Eve shrugged. The women of Siegburg had been released before the Armistice was even signed, let loose from their cells by defeated-looking prison officials, stampeding in a weeping, joyous flood for the trains that would take them home. Eve would have been weeping with joy too, had Lili been arm in arm with her to take that train. After Lili died, it had not mattered in the slightest how fast she could get away from Siegburg.

Cameron’s eyes were going over her now, registering the changes. Eve knew she was still thin as a rack, her hair straw dry from lice treatments and hacked close to her skull. She kept her hands thrust into her pockets so he couldn’t see the misshapen knuckles, but there was nothing she could do to hide her eyes, which never sat still anymore. Eve took in the world in constant darting glances now, looking for danger on all sides. Even here on the open pier, she angled her back against the nearest piling, seeking protection. Eve registered the shock in Cameron’s own steady eyes as he saw how deeply the past few years had marked her.

They hadn’t been kind to him either; deep lines graven about his mouth, broken veins at his forehead, streaks of gray at his temples. I used to love you, Eve thought, but it was a blank thought, almost meaningless. She used to feel a lot of things before Lili died. Now what she mainly felt was grief and rage and guilt, devouring each other like tail-eating serpents. And the never-ending whisper of her blood, saying, Betrayer.

“I thought there would be some three-ring c-c-circus,” Eve said at last, nodding at the empty pier. She had been almost the only person to disembark—Folkestone, now that the war was over, had reverted to a much sleepier place—and there were no aides or military attachés anywhere in sight. “Major Allenton was in touch, k-kept going on about a welcome ceremony.”

Apparently, Evelyn Gardiner was now a heroine. So were many of the other female prisoners—Violette, Eve heard, was feted all over Roubaix when she returned home. Eve would be feted too, if she’d allow it. Which she wouldn’t.

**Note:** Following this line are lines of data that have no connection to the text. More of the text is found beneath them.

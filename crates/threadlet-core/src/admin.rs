//! Moderation controls and the verified badge.
//!
//! Visibility here depends only on the viewer's `admin` flag and the
//! comment's author. It is independent of vote permissions: an admin keeps
//! every control on a read-only post or on their own comment.

use crate::messages::MessageId;
use crate::model::{Comment, User};

#[derive(Debug, Clone, Copy, PartialEq, Eq, Hash)]
pub enum AdminControl {
    Copy,
    Pin,
    Unpin,
    Hide,
    Block,
    Unblock,
    Delete,
}

impl AdminControl {
    #[must_use]
    pub const fn label(self) -> MessageId {
        match self {
            Self::Copy => MessageId::ControlCopy,
            Self::Pin => MessageId::ControlPin,
            Self::Unpin => MessageId::ControlUnpin,
            Self::Hide => MessageId::ControlHide,
            Self::Block => MessageId::ControlBlock,
            Self::Unblock => MessageId::ControlUnblock,
            Self::Delete => MessageId::ControlDelete,
        }
    }
}

/// Controls shown next to `comment`, in display order.
///
/// Admins get the full moderation set. Other signed-in viewers can only hide
/// someone else's comments. Deleted comments carry no controls.
#[must_use]
pub fn admin_controls(viewer: Option<&User>, comment: &Comment) -> Vec<AdminControl> {
    let Some(viewer) = viewer else {
        return Vec::new();
    };
    if comment.delete {
        return Vec::new();
    }
    if viewer.admin {
        return vec![
            AdminControl::Copy,
            if comment.pin {
                AdminControl::Unpin
            } else {
                AdminControl::Pin
            },
            AdminControl::Hide,
            if comment.user.block {
                AdminControl::Unblock
            } else {
                AdminControl::Block
            },
            AdminControl::Delete,
        ];
    }
    if comment.is_authored_by(viewer) {
        Vec::new()
    } else {
        vec![AdminControl::Hide]
    }
}

#[derive(Debug, Clone, Copy, PartialEq, Eq, Default)]
pub struct VerificationBadge {
    pub visible: bool,
    /// Admins toggle verification by clicking the badge.
    pub clickable: bool,
}

#[must_use]
pub fn verification_badge(viewer: Option<&User>, comment: &Comment) -> VerificationBadge {
    let is_admin = viewer.is_some_and(|v| v.admin);
    VerificationBadge {
        visible: is_admin || comment.user.verified,
        clickable: is_admin,
    }
}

“I talked Allenton out of the public welcome,” Cameron said. “He wanted a few generals to greet you, some newspapermen and so on. A brass band.”

“Fortunate you discouraged him. Though I’d have enjoyed hammering a bloody tuba over his ears.” Eve hitched her satchel over her shoulder, and set off down the pier.

“I thought I’d see you in France.” Cameron fell in beside her. “At Louise de Bettignies’s funeral.”